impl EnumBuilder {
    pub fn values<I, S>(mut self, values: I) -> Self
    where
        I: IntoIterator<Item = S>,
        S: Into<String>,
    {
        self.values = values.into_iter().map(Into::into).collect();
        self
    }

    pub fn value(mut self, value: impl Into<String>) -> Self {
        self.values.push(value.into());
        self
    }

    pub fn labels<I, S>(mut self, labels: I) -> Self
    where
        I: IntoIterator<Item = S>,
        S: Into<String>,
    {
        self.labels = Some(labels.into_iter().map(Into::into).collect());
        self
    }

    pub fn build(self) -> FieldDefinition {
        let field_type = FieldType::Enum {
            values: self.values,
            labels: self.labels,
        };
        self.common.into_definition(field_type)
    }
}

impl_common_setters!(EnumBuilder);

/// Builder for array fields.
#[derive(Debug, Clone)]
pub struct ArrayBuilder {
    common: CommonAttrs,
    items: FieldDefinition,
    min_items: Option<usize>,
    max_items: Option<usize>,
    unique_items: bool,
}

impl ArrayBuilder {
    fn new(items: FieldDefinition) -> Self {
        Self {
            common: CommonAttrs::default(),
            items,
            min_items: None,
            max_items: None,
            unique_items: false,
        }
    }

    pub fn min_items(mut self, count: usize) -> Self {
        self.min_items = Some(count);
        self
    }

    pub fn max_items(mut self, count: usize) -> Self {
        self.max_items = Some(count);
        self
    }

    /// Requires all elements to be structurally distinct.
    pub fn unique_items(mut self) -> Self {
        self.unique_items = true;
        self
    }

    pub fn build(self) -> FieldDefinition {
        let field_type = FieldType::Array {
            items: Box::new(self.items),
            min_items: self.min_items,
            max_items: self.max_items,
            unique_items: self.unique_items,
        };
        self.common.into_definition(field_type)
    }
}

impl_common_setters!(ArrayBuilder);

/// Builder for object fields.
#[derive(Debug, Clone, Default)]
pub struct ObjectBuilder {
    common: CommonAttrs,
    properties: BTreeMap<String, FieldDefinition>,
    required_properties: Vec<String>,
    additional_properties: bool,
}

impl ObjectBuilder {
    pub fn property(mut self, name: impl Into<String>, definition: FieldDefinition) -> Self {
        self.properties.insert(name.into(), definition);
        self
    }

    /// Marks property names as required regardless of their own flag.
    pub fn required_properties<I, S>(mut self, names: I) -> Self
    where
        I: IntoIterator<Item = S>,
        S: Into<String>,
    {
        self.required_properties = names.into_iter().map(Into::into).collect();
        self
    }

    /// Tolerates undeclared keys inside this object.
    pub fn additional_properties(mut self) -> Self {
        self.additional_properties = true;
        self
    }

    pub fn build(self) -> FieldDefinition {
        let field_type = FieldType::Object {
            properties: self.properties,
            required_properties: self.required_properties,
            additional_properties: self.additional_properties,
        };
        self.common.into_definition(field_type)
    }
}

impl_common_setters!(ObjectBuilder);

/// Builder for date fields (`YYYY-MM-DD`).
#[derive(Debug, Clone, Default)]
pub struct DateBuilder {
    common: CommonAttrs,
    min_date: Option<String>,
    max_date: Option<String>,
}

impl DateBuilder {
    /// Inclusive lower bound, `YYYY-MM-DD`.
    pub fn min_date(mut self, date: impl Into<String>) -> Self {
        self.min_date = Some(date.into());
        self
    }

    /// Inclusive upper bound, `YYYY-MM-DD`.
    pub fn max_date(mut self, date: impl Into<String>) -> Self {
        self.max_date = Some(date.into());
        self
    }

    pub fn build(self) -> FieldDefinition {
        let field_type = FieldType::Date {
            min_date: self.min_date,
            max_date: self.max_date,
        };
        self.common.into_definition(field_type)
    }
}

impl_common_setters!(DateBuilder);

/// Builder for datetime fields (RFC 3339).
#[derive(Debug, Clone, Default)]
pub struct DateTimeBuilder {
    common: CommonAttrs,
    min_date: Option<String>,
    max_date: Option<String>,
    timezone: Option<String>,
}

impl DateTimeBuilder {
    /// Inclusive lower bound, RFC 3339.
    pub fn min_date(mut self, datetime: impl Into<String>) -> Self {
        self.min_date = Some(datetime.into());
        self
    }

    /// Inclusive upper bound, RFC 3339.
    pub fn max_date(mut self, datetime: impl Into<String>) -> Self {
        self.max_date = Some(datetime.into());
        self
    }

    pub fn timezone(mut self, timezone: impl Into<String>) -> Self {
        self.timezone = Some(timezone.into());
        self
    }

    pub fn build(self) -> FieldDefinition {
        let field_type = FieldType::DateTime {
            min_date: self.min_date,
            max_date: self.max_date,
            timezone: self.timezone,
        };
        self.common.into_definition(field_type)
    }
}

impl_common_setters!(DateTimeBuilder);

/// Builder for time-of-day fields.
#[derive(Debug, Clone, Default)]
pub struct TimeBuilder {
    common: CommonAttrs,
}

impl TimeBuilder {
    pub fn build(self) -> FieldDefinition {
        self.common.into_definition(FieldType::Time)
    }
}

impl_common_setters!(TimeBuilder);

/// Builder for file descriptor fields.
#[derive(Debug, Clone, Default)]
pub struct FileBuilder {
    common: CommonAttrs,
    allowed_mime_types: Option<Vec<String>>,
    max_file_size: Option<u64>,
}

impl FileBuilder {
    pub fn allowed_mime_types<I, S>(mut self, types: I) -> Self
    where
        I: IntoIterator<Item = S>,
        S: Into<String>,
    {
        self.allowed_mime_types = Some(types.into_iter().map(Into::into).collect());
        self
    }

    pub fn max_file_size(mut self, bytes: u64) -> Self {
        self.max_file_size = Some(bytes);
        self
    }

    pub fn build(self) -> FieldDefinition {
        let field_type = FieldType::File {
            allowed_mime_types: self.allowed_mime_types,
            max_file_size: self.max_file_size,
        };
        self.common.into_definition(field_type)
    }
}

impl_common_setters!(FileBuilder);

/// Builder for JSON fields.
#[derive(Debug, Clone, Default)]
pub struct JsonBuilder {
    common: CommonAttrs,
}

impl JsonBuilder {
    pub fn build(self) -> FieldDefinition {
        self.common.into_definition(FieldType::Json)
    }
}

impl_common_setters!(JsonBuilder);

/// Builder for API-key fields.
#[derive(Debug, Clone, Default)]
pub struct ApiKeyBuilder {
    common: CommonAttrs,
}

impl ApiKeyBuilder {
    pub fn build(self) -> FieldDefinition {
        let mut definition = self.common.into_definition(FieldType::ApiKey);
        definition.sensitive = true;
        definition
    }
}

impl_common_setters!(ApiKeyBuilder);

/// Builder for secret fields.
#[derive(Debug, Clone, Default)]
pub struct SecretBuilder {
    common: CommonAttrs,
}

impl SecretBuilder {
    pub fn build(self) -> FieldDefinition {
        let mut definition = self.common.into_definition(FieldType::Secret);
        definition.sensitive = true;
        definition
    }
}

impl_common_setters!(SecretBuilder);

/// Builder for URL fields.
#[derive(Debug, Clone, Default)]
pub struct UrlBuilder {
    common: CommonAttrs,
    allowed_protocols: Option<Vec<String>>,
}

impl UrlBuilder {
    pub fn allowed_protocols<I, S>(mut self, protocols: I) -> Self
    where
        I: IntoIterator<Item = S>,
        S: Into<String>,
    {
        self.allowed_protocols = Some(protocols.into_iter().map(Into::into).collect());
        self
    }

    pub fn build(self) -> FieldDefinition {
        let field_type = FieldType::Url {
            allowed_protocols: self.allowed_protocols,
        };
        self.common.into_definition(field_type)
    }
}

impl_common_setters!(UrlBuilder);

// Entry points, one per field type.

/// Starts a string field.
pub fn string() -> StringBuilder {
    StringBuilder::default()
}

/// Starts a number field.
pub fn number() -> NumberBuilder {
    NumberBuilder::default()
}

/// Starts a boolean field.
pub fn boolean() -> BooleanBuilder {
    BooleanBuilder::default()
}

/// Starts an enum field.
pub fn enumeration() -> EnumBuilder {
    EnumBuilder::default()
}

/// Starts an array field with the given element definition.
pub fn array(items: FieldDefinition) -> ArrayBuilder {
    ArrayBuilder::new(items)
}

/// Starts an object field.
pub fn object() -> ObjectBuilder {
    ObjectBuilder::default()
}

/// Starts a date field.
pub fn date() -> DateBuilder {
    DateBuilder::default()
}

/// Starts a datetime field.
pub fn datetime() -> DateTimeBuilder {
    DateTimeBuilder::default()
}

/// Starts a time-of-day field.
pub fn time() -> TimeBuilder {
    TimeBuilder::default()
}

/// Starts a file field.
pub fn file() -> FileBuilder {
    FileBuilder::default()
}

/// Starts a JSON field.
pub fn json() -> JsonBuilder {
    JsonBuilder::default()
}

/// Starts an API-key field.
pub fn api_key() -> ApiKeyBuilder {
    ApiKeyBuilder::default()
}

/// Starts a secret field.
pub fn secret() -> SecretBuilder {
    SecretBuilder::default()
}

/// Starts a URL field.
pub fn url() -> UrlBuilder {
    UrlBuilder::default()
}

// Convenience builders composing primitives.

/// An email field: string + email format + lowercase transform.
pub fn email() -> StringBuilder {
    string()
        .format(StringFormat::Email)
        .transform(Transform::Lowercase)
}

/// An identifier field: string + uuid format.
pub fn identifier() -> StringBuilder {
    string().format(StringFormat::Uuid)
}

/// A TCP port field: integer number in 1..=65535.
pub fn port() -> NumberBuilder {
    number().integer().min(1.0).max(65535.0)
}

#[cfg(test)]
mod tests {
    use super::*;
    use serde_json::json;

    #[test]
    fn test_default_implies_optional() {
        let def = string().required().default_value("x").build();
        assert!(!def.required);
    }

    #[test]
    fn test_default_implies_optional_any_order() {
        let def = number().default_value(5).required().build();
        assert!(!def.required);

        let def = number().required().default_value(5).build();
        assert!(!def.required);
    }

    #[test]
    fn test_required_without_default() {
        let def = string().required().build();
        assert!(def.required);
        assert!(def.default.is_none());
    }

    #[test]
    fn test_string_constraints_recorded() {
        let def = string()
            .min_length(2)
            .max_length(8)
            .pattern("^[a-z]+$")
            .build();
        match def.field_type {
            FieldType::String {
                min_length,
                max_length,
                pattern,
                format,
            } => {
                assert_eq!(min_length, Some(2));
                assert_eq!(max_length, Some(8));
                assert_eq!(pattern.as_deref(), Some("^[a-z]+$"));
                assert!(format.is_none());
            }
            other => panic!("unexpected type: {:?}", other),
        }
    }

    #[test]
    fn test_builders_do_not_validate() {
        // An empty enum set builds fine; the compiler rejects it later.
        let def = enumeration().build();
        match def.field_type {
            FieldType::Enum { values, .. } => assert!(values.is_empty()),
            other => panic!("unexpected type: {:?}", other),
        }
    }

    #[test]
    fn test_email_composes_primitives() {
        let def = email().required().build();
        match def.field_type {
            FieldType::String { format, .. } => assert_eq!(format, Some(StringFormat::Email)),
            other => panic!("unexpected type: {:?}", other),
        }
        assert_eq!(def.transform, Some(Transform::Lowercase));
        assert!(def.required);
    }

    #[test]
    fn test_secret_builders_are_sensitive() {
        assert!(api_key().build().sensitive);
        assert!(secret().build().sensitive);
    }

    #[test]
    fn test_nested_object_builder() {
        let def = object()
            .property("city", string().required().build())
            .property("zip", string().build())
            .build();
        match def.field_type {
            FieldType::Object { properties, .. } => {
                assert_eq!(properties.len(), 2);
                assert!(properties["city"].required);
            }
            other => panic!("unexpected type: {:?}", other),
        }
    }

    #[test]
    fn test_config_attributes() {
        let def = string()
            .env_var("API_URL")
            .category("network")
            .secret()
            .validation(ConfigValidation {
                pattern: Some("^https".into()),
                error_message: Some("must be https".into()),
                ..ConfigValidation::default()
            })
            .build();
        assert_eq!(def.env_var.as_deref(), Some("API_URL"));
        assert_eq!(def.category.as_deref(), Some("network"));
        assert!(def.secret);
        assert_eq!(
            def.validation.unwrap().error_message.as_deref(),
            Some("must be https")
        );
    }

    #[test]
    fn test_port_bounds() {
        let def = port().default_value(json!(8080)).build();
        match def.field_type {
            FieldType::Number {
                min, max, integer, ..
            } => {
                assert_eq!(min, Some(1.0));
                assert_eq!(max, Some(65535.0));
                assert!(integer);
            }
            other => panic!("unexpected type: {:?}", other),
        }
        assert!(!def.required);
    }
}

━━━━━━

◆ TASK:
Each line above that carries the string "true" has to be returned.

◆ SOLUTION TO THE PROBLEM:
        self.unique_items = true;
        self.additional_properties = true;
        definition.sensitive = true;
        definition.sensitive = true;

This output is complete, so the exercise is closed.